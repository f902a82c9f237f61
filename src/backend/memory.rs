//-
// Copyright (c) 2023, Jason Lingle
//
// This file is part of Polliwog.
//
// Polliwog is free software: you can redistribute it and/or modify it under
// the terms of the GNU General Public License as published by the Free
// Software Foundation, either version 3 of the License, or (at your option)
// any later version.
//
// Polliwog is distributed in the hope that it will be useful, but WITHOUT ANY
// WARRANTY; without even the implied warranty of MERCHANTABILITY or FITNESS
// FOR A PARTICULAR PURPOSE. See the GNU General Public License for more
// details.
//
// You should have received a copy of the GNU General Public License along with
// Polliwog. If not, see <http://www.gnu.org/licenses/>.

//! The in-memory backend, used by the demo server and the integration
//! tests.
//!
//! Mailboxes are stored flat, keyed by their full name; hierarchy is
//! inferred from `/`-separated name prefixes, so a child can exist without
//! its parent ever having been created.
//!
//! Each mailbox's state sits behind its own `tokio::sync::RwLock`, and each
//! carries an `Event` that is set on every mutation so selected sessions
//! (and `IDLE`) can wake up and poll.

use std::collections::{BTreeSet, HashMap};
use std::sync::atomic::{AtomicU32, Ordering::SeqCst};
use std::sync::{Arc, Mutex};

use chrono::prelude::*;
use rand::Rng;
use tokio::sync::RwLock;

use super::{
    Credentials, LoginProvider, MailboxHandle, MailboxPoll, SelectedInit,
    Session,
};
use crate::account::model::*;
use crate::account::selected::MailboxSnapshot;
use crate::support::error::Error;
use crate::support::event::Event;

/// The store shared by every connection.
pub struct MemoryStore {
    users: Mutex<HashMap<String, Arc<UserRecord>>>,
    next_uid_validity: AtomicU32,
    next_mailbox_id: AtomicU32,
}

struct UserRecord {
    password: String,
    tree: RwLock<BoxTree>,
}

#[derive(Default)]
struct BoxTree {
    boxes: HashMap<String, Arc<MailboxRecord>>,
    subscriptions: BTreeSet<String>,
}

struct MailboxRecord {
    id: String,
    state: RwLock<BoxState>,
    event: Event,
}

struct BoxState {
    uid_validity: u32,
    next_uid: u32,
    deleted: bool,
    messages: Vec<StoredMessage>,
}

#[derive(Clone)]
struct StoredMessage {
    uid: Uid,
    flags: Vec<Flag>,
    internal_date: DateTime<FixedOffset>,
    content: Arc<Vec<u8>>,
    /// Whether `\Recent` ownership is still up for grabs.
    recent_unclaimed: bool,
}

impl MemoryStore {
    pub fn new() -> Arc<Self> {
        Arc::new(MemoryStore {
            users: Mutex::new(HashMap::new()),
            // Seed randomly so UID validity values from distinct process
            // runs are unlikely to collide.
            next_uid_validity: AtomicU32::new(
                rand::thread_rng().gen_range(1..1 << 30),
            ),
            next_mailbox_id: AtomicU32::new(1),
        })
    }

    /// Create a user with an INBOX.
    pub fn provision(&self, user: &str, password: &str) {
        let record = Arc::new(UserRecord {
            password: password.to_owned(),
            tree: RwLock::new(BoxTree::default()),
        });
        record
            .tree
            .try_write()
            .expect("fresh user tree is uncontended")
            .boxes
            .insert("INBOX".to_owned(), self.new_mailbox());
        self.users
            .lock()
            .unwrap()
            .insert(user.to_owned(), record);
    }

    fn new_mailbox(&self) -> Arc<MailboxRecord> {
        Arc::new(MailboxRecord {
            id: format!(
                "F{:08x}",
                self.next_mailbox_id.fetch_add(1, SeqCst)
            ),
            state: RwLock::new(BoxState {
                uid_validity: self.next_uid_validity.fetch_add(1, SeqCst),
                next_uid: 1,
                deleted: false,
                messages: Vec::new(),
            }),
            event: Event::new(),
        })
    }
}

/// The `LoginProvider` over a `MemoryStore`.
#[derive(Clone)]
pub struct MemoryLogin {
    store: Arc<MemoryStore>,
}

impl MemoryLogin {
    pub fn new(store: Arc<MemoryStore>) -> Self {
        MemoryLogin { store }
    }
}

impl LoginProvider for MemoryLogin {
    type Session = MemorySession;

    async fn login(
        &self,
        credentials: &Credentials,
    ) -> Result<MemorySession, Error> {
        if !credentials.authzid.is_empty()
            && credentials.authzid != credentials.authcid
        {
            return Err(Error::InvalidAuthz);
        }

        let user = self
            .store
            .users
            .lock()
            .unwrap()
            .get(&credentials.authcid)
            .cloned()
            .ok_or(Error::InvalidAuth)?;
        if user.password != credentials.password {
            return Err(Error::InvalidAuth);
        }

        Ok(MemorySession {
            store: Arc::clone(&self.store),
            user,
        })
    }

    async fn preauth(&self, user: &str) -> Result<MemorySession, Error> {
        let user = self
            .store
            .users
            .lock()
            .unwrap()
            .get(user)
            .cloned()
            .ok_or(Error::InvalidAuth)?;
        Ok(MemorySession {
            store: Arc::clone(&self.store),
            user,
        })
    }
}

pub struct MemorySession {
    store: Arc<MemoryStore>,
    user: Arc<UserRecord>,
}

impl Session for MemorySession {
    type Mailbox = MemoryMailbox;

    async fn list(
        &mut self,
        request: &ListRequest,
    ) -> Result<Vec<ListResponse>, Error> {
        let pattern = join_reference(&request.reference, &request.pattern);
        let matcher = pattern_matcher(&pattern);

        let tree = self.user.tree.read().await;
        let names: Vec<&String> = if request.select_subscribed {
            tree.subscriptions.iter().collect()
        } else {
            let mut names: Vec<&String> = tree.boxes.keys().collect();
            names.sort();
            names
        };

        let mut responses = Vec::new();
        for name in names {
            if !matcher.is_match(name) {
                continue;
            }

            let prefix = format!("{}/", name);
            let has_children =
                tree.boxes.keys().any(|n| n.starts_with(&prefix));
            let attributes = if request.select_subscribed {
                vec![]
            } else if has_children {
                vec![MailboxAttribute::HasChildren]
            } else {
                vec![MailboxAttribute::HasNoChildren]
            };

            responses.push(ListResponse {
                name: name.clone(),
                attributes,
            });
        }

        responses.sort();
        Ok(responses)
    }

    async fn create(&mut self, name: &str) -> Result<String, Error> {
        validate_name(name)?;

        let mut tree = self.user.tree.write().await;
        if tree.boxes.contains_key(name) {
            return Err(Error::MailboxExists);
        }

        let record = self.store.new_mailbox();
        let id = record.id.clone();
        tree.boxes.insert(name.to_owned(), record);
        Ok(id)
    }

    async fn delete(&mut self, name: &str) -> Result<(), Error> {
        if "INBOX" == name {
            return Err(Error::BadOperationOnInbox);
        }

        let mut tree = self.user.tree.write().await;
        if !tree.boxes.contains_key(name) {
            return Err(Error::NxMailbox);
        }

        let prefix = format!("{}/", name);
        if tree.boxes.keys().any(|n| n.starts_with(&prefix)) {
            return Err(Error::MailboxHasInferiors);
        }

        let record = tree.boxes.remove(name).unwrap();
        record.state.write().await.deleted = true;
        record.event.set();
        Ok(())
    }

    async fn rename(&mut self, from: &str, to: &str) -> Result<(), Error> {
        validate_name(to)?;
        if from == to {
            return Err(Error::RenameToSelf);
        }
        if to.starts_with(&format!("{}/", from)) {
            return Err(Error::RenameIntoSelf);
        }

        let mut tree = self.user.tree.write().await;
        if tree.boxes.contains_key(to) {
            return Err(Error::MailboxExists);
        }

        if "INBOX" == from {
            // RFC 3501: renaming INBOX moves its messages to the new
            // mailbox and leaves INBOX empty.
            let inbox = tree.boxes.get("INBOX").unwrap().clone();
            let record = self.store.new_mailbox();
            {
                let mut src = inbox.state.write().await;
                let mut dst = record.state.try_write().unwrap();
                dst.messages = std::mem::take(&mut src.messages);
                dst.next_uid = src.next_uid;
                src.next_uid = 1;
                src.uid_validity =
                    self.store.next_uid_validity.fetch_add(1, SeqCst);
            }
            inbox.event.set();
            tree.boxes.insert(to.to_owned(), record);
            return Ok(());
        }

        if !tree.boxes.contains_key(from) {
            return Err(Error::NxMailbox);
        }

        // Move the mailbox and all its inferiors
        let prefix = format!("{}/", from);
        let renamed: Vec<String> = tree
            .boxes
            .keys()
            .filter(|n| *n == from || n.starts_with(&prefix))
            .cloned()
            .collect();
        for name in renamed {
            let record = tree.boxes.remove(&name).unwrap();
            let new_name = format!("{}{}", to, &name[from.len()..]);
            tree.boxes.insert(new_name, record);
        }

        Ok(())
    }

    async fn subscribe(&mut self, name: &str) -> Result<(), Error> {
        let mut tree = self.user.tree.write().await;
        if !tree.boxes.contains_key(name) {
            return Err(Error::NxMailbox);
        }
        tree.subscriptions.insert(name.to_owned());
        Ok(())
    }

    async fn unsubscribe(&mut self, name: &str) -> Result<(), Error> {
        let mut tree = self.user.tree.write().await;
        if !tree.subscriptions.remove(name) {
            return Err(Error::NxMailbox);
        }
        Ok(())
    }

    async fn status(
        &mut self,
        request: &StatusRequest,
    ) -> Result<StatusResponse, Error> {
        let record = self.mailbox_record(&request.name).await?;
        let state = record.state.read().await;

        Ok(StatusResponse {
            name: request.name.clone(),
            messages: request.messages.then_some(state.messages.len()),
            recent: request.recent.then(|| {
                state
                    .messages
                    .iter()
                    .filter(|m| m.recent_unclaimed)
                    .count()
            }),
            uidnext: request.uidnext.then_some(state.next_uid),
            uidvalidity: request.uidvalidity.then_some(state.uid_validity),
            unseen: request.unseen.then(|| {
                state
                    .messages
                    .iter()
                    .filter(|m| !m.flags.contains(&Flag::Seen))
                    .count()
            }),
        })
    }

    async fn select(
        &mut self,
        name: &str,
        read_only: bool,
    ) -> Result<SelectedInit<MemoryMailbox>, Error> {
        let record = self.mailbox_record(name).await?;

        let mut mailbox = MemoryMailbox {
            user: Arc::clone(&self.user),
            record,
            read_only,
        };
        let poll = mailbox.poll().await?;

        let mut flags = vec![
            Flag::Answered,
            Flag::Deleted,
            Flag::Draft,
            Flag::Flagged,
            Flag::Seen,
        ];
        for uid in &poll.snapshot.uids {
            for flag in poll.snapshot.flags_of(*uid) {
                if !flags.contains(flag) {
                    flags.push(flag.clone());
                }
            }
        }

        let mailbox_id = mailbox.record.id.clone();
        Ok(SelectedInit {
            snapshot: poll.snapshot,
            recent: poll.recent,
            mailbox_id,
            flags,
            writable: !read_only,
            mailbox,
        })
    }

    async fn append(
        &mut self,
        mailbox: &str,
        items: Vec<AppendItem>,
    ) -> Result<AppendResponse, Error> {
        let record = self.mailbox_record(mailbox).await?;
        let mut state = record.state.write().await;

        let mut uids = SeqRange::new();
        for item in items {
            let uid = Uid::of(state.next_uid).ok_or(Error::MailboxFull)?;
            state.next_uid += 1;
            state.messages.push(StoredMessage {
                uid,
                flags: item.flags,
                internal_date: item.internal_date,
                content: item.content,
                recent_unclaimed: true,
            });
            uids.append(uid);
        }

        let uid_validity = state.uid_validity;
        drop(state);
        record.event.set();

        Ok(AppendResponse {
            uid_validity,
            uids,
        })
    }
}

● ● ● ● ● ● ●

■ Task item
Scan the records above. Return every line with "names" in it.

■ Exercise output
        let names: Vec<&String> = if request.select_subscribed {
            let mut names: Vec<&String> = tree.boxes.keys().collect();
            names.sort();
            names
        for name in names {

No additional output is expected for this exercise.